L’immeuble de bureaux que nous avons conçu pour Nexity s’implante entre la Saône et la Balme [de Rochecardon, NDLR] et occupe le dernier îlot disponible de la ZAC de l’Industrie, à Lyon-Vaise, dont l’aménagement a été initié il y a plus de vingt ans. Le plan d’aménagement prévoyait une succession de bâtiments en forme de peigne implantés perpendiculairement à la colline. À cause de la forme triangulaire de l’îlot à investir, nous avons choisi de détourner le peigne en pliant ses dents pour les articuler avec la morphologie du site ; la dernière de ces dents occupe ainsi la plus étroite des pointes du triangle, évoquant la proue d’un navire. En liant ensuite les dents du peigne entre elles, nous avons obtenu un bâtiment dont la découpe, qui dessine des espaces extérieurs accueillis et contenus par les mouvements des façades, ressemblait furieusement à un meuble du XIXe siècle nommé le confident [meuble au dossier en forme de S associant deux fauteuils, NDLR]. Cette nouvelle figure correspondait tout à fait à la demande du programme de concevoir deux bâtiments desservis par deux halls distincts et potentiellement dissociables.
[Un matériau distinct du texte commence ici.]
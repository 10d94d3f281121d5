//! Crawl orchestration: list → resolve → normalize → derive entries.

use std::sync::Arc;

use tracing::info;

use crate::error::Result;
use crate::pipeline::paginate::fetch_all;
use crate::pipeline::resolve::resolve_all;
use crate::traits::{directory::Directory, resolver::ProfileResolver};
use crate::types::config::CrawlConfig;
use crate::types::profile::{ListingKind, NamespaceEntry};

/// Result of one crawl.
#[derive(Debug, Clone, Default)]
pub struct CrawlOutcome {
    /// Every listed name: domains first, then subdomains
    pub names: Vec<String>,

    /// One entry per successfully resolved name
    pub entries: Vec<NamespaceEntry>,

    /// Lookups that timed out or failed
    pub error_count: usize,
}

/// Sequences both listing walks and profile resolution.
pub struct Crawler {
    directory: Arc<dyn Directory>,
    resolver: Arc<dyn ProfileResolver>,
    config: CrawlConfig,
}

impl Crawler {
    pub fn new(
        directory: Arc<dyn Directory>,
        resolver: Arc<dyn ProfileResolver>,
        config: CrawlConfig,
    ) -> Self {
        Self {
            directory,
            resolver,
            config,
        }
    }

    pub fn config(&self) -> &CrawlConfig {
        &self.config
    }

    /// Run one crawl. Fails if either listing walk fails.
    pub async fn run(&self) -> Result<CrawlOutcome> {
        let page_limit = self.config.page_limit;
        let (domains, subdomains) = tokio::try_join!(
            fetch_all(self.directory.as_ref(), ListingKind::Names, page_limit),
            fetch_all(self.directory.as_ref(), ListingKind::Subdomains, page_limit),
        )?;

        info!(
            domains = domains.len(),
            subdomains = subdomains.len(),
            "Fetching {} entries",
            domains.len() + subdomains.len()
        );

        let mut names = domains;
        names.extend(subdomains);

        let resolved = resolve_all(
            self.resolver.as_ref(),
            &names,
            self.config.batch_size,
            self.config.lookup_timeout,
        )
        .await;

        let entries = resolved
            .records
            .into_iter()
            .map(NamespaceEntry::from_record)
            .collect();

        info!("Finished batching. Writing...");

        Ok(CrawlOutcome {
            names,
            entries,
            error_count: resolved.error_count,
        })
    }
}

#[cfg(test)]
mod tests {
    use super::*;
    use crate::error::IndexerError;
    use crate::testing::{MockDirectory, MockResolver};
    use serde_json::json;

    fn crawler(directory: MockDirectory, resolver: MockResolver) -> Crawler {
        Crawler::new(Arc::new(directory), Arc::new(resolver), CrawlConfig::default())
    }

    #[tokio::test]
    async fn test_two_pages_become_namespace_entries() {
        let directory = MockDirectory::new().with_names_pages(vec![
            vec!["a.id".into()],
            vec!["b.id".into()],
            vec![],
        ]);
        let resolver = MockResolver::new()
            .with_profile("a.id", json!({"name": "A"}))
            .with_profile("b.id", json!({"name": "B"}));

        let outcome = crawler(directory, resolver).run().await.unwrap();

        assert_eq!(outcome.names, vec!["a.id", "b.id"]);
        assert_eq!(outcome.error_count, 0);
        let summary: Vec<(&str, &str)> = outcome
            .entries
            .iter()
            .map(|e| (e.username.as_str(), e.fqu.as_str()))
            .collect();
        assert_eq!(summary, vec![("a", "a.id"), ("b", "b.id")]);
    }

    #[tokio::test]
    async fn test_subdomains_are_merged_after_domains() {
        let directory = MockDirectory::new()
            .with_names_pages(vec![vec!["alice.id".into()], vec![]])
            .with_subdomain_pages(vec![vec!["bob.alice.id".into()], vec![]]);

        let outcome = crawler(directory, MockResolver::new()).run().await.unwrap();

        assert_eq!(outcome.names, vec!["alice.id", "bob.alice.id"]);
        assert_eq!(outcome.entries[1].username, "bob.alice");
    }

    #[tokio::test]
    async fn test_resolution_errors_are_counted() {
        let directory =
            MockDirectory::new().with_names_pages(vec![vec!["a.id".into(), "b.id".into()], vec![]]);
        let resolver = MockResolver::new().with_failure("b.id");

        let outcome = crawler(directory, resolver).run().await.unwrap();

        assert_eq!(outcome.entries.len(), 1);
        assert_eq!(outcome.error_count, 1);
    }

    #[tokio::test]
    async fn test_listing_failure_fails_run() {
        let directory = MockDirectory::new()
            .with_names_pages(vec![vec!["a.id".into()], vec![]])
            .failing_at(ListingKind::Subdomains, 0);
        let resolver = MockResolver::new();

        let result = crawler(directory, resolver).run().await;

        assert!(matches!(result, Err(IndexerError::Listing(_))));
    }
}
La création d’espaces de convivialité extérieurs était-elle une demande de la maîtrise d’ouvrage ?
L’une des demandes de Nexity était que le projet permette à ses usagers de travailler différemment, selon de nouvelles configurations et notamment via la conception d’espaces plus conviviaux. C’est cette dernière raison qui nous a incités à dessiner un bâtiment doté de grandes surfaces de terrasses capables de communiquer les unes avec les autres par un système de coursives, de passerelles et d’escaliers en façade, qui créent une sorte d’itinéraire bis par l’extérieur. Pour accentuer le côté spectaculaire de cet épannelage, nous avons dessiné des rampants à certains endroits caractéristiques : ceux de la proue du bâtiment nous ont par exemple permis d’aménager un amphithéâtre d’été, tandis que leur sous-face dégage un espace de mezzanine qui forme, avec l’étage inférieur, un lot de bureaux atypique. Nous l’avons appelé « le canut » en référence à cette typologie lyonnaise d’ateliers de tisserands où le bureau du chef d’atelier était installé en soupente tandis que les métiers à tisser se trouvaient dans un espace à double hauteur.
Nous avons par ailleurs dû adapter les locaux techniques à la grande étendue du bâtiment ; pour éviter les pertes de charge dans les réseaux ou la mise en place de réseaux trop importants dans les espaces de circulation, nous avons « éclaté » les locaux techniques en quatre entités différentes positionnées sur les différentes terrasses et les avons dissimulés sous une épaisseur de terrasse végétalisée formant des petites collines. Lorsque la végétation aura suffisamment poussé, seul le caillebottis permettant d’assurer les prises d’air restera visible, ce qui donnera un caractère paysager à chacune de ces terrasses sans que le côté technique de ces éléments paysagers ne soit perceptible.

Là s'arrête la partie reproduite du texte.